DP14002 Financial Frictions and the Wealth Distribution
|Author(s):||Jesús Fernández-Villaverde, Samuel Hurtado, Galo Nuño|
|Publication Date:||September 2019|
|Keyword(s):||Aggregate shocks, continuous-time, Heterogeneous Agents, Machine Learning, structural estimation|
|JEL(s):||C45, C63, E32, E44, G01, G11|
|Programme Areas:||Monetary Economics and Fluctuations|
|Link to this Page:||cepr.org/active/publications/discussion_papers/dp.php?dpno=14002|
This paper investigates how, in a heterogeneous agents model with financial frictions, idiosyncratic individual shocks interact with exogenous aggregate shocks to generate time-varying levels of leverage and endogenous aggregate risk. To do so, we show how such a model can be efficiently computed, despite its substantial nonlinearities, using tools from machine learning.

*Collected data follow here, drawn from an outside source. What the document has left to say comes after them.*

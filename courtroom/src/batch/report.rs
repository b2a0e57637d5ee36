//! CSV benchmark report, one row per case.
//!
//! The file starts with a UTF-8 byte-order mark so spreadsheet tools pick up
//! the Korean text correctly.

use std::io::Write;

use chrono::{DateTime, Local};

use crate::trial::CritiqueCriterion;

use super::metrics::CaseResult;

pub const NOT_APPLICABLE: &str = "N/A";
/// `model_outcome` for a labelled case the trial produced no outcome for.
pub const NOT_PREDICTED: &str = "미예측";
/// Reason written when the critic produced no item for a criterion.
pub const MISSING_REASON: &str = "평가 결과가 기록되지 않았습니다.";

const BOM: &str = "\u{feff}";

pub fn header() -> Vec<String> {
    let mut columns = vec![
        "case_id".to_string(),
        "expected_outcome".to_string(),
        "model_outcome".to_string(),
        "is_correct".to_string(),
    ];
    for criterion in CritiqueCriterion::ALL {
        columns.push(format!("{}_score", criterion.key()));
        columns.push(format!("{}_reason", criterion.key()));
    }
    columns
}

/// `benchmark_results_{mode}_{YYYYmmdd_HHMMSS}.csv`
pub fn report_file_name(mode: &str, at: DateTime<Local>) -> String {
    format!(
        "benchmark_results_{}_{}.csv",
        mode.replace(' ', "_"),
        at.format("%Y%m%d_%H%M%S")
    )
}

/// Quote a field when it contains a delimiter, quote, or line break.
fn escape(field: &str) -> String {
    if field.contains([',', '"', '\n', '\r']) {
        format!("\"{}\"", field.replace('"', "\"\""))
    } else {
        field.to_string()
    }
}

fn row(result: &CaseResult) -> Vec<String> {
    let expected = result
        .expected
        .map(|e| e.label().to_string())
        .unwrap_or_else(|| NOT_APPLICABLE.to_string());
    let model = match (result.predicted, result.expected) {
        (Some(p), _) => p.label().to_string(),
        (None, Some(_)) => NOT_PREDICTED.to_string(),
        (None, None) => NOT_APPLICABLE.to_string(),
    };
    let correct = match result.is_correct() {
        Some(true) => "Y",
        Some(false) => "N",
        None => NOT_APPLICABLE,
    };

    let mut fields = vec![result.case_id.clone(), expected, model, correct.to_string()];
    for criterion in CritiqueCriterion::ALL {
        match result.item(criterion) {
            Some(item) => {
                fields.push(item.score.to_string());
                fields.push(item.reason.clone());
            }
            None => {
                fields.push("0".to_string());
                fields.push(MISSING_REASON.to_string());
            }
        }
    }
    fields
}

/// Streaming CSV writer; each row is flushed as it is written so a report
/// survives an aborted run.
pub struct CsvReport<W: Write> {
    out: W,
    rows: usize,
}

impl<W: Write> CsvReport<W> {
    /// Write the BOM and header line.
    pub fn new(mut out: W) -> std::io::Result<Self> {
        out.write_all(BOM.as_bytes())?;
        write_line(&mut out, &header())?;
        out.flush()?;
        Ok(Self { out, rows: 0 })
    }

    pub fn write_case(&mut self, result: &CaseResult) -> std::io::Result<()> {
        write_line(&mut self.out, &row(result))?;
        self.out.flush()?;
        self.rows += 1;
        Ok(())
    }

    pub fn rows(&self) -> usize {
        self.rows
    }

    pub fn into_inner(self) -> W {
        self.out
    }
}

fn write_line<W: Write>(out: &mut W, fields: &[String]) -> std::io::Result<()> {
    let line = fields
        .iter()
        .map(|f| escape(f))
        .collect::<Vec<_>>()
        .join(",");
    out.write_all(line.as_bytes())?;
    out.write_all(b"\r\n")
}
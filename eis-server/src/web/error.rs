//! HTTP mapping for [`EisError`].

use axum::{
    http::StatusCode,
    response::{IntoResponse, Response},
    Json,
};
use serde::Serialize;
use tracing::error;

use crate::error::{EisError, ErrorKind, FieldError};

/// Status code for each error kind.
pub fn status_for(kind: ErrorKind) -> StatusCode {
    match kind {
        ErrorKind::Unauthenticated => StatusCode::UNAUTHORIZED,
        ErrorKind::Forbidden => StatusCode::FORBIDDEN,
        ErrorKind::ValidationFailed => StatusCode::BAD_REQUEST,
        ErrorKind::NotFound => StatusCode::NOT_FOUND,
        ErrorKind::Internal => StatusCode::INTERNAL_SERVER_ERROR,
    }
}

#[derive(Debug, Serialize)]
struct ErrorBody {
    success: bool,
    error: String,
    #[serde(skip_serializing_if = "Option::is_none")]
    details: Option<Vec<FieldError>>,
}

impl IntoResponse for EisError {
    fn into_response(self) -> Response {
        let status = status_for(self.kind());

        let body = match self {
            EisError::Validation(details) => ErrorBody {
                success: false,
                error: "Validation failed".to_string(),
                details: Some(details),
            },
            EisError::Internal(ref msg) => {
                error!(error = %msg, "internal_error");
                ErrorBody {
                    success: false,
                    error: "Internal server error".to_string(),
                    details: None,
                }
            }
            other => ErrorBody {
                success: false,
                error: other.to_string(),
                details: None,
            },
        };

        (status, Json(body)).into_response()
    }
}
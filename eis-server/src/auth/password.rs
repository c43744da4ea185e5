//! Password hashing and verification using Argon2id.

use argon2::{
    password_hash::{rand_core::OsRng, PasswordHash, PasswordHasher, PasswordVerifier, SaltString},
    Argon2,
};

use crate::error::{EisError, Result};

/// Hash a password, returning a PHC-formatted string with salt and parameters.
pub fn hash_password(password: &str) -> Result<String> {
    let salt = SaltString::generate(&mut OsRng);

    Argon2::default()
        .hash_password(password.as_bytes(), &salt)
        .map(|hash| hash.to_string())
        .map_err(|e| EisError::Internal(format!("Failed to hash password: {e}")))
}

/// Verify a password against a stored hash.
///
/// A stored hash that cannot be parsed is an internal error, not a wrong
/// password.
pub fn verify_password(password: &str, hash: &str) -> Result<bool> {
    let parsed_hash = PasswordHash::new(hash)
        .map_err(|e| EisError::Internal(format!("Invalid password hash format: {e}")))?;

    Ok(Argon2::default()
        .verify_password(password.as_bytes(), &parsed_hash)
        .is_ok())
}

We also illustrate how the model can be structurally estimated with a likelihood function, using tools from inference with diffusions. We document, first, the strong nonlinearities created by financial frictions. Second, we report the existence of multiple stochastic steady states with properties that differ from the deterministic steady state along important dimensions. Third, we illustrate how the generalized impulse response functions of the model are highly state-dependent. In particular, we find that the recovery after a negative aggregate shock is more sluggish when the economy is more leveraged. Fourth, we prove that wealth heterogeneity matters in this economy because of the asymmetric responses of household consumption decisions to aggregate shocks.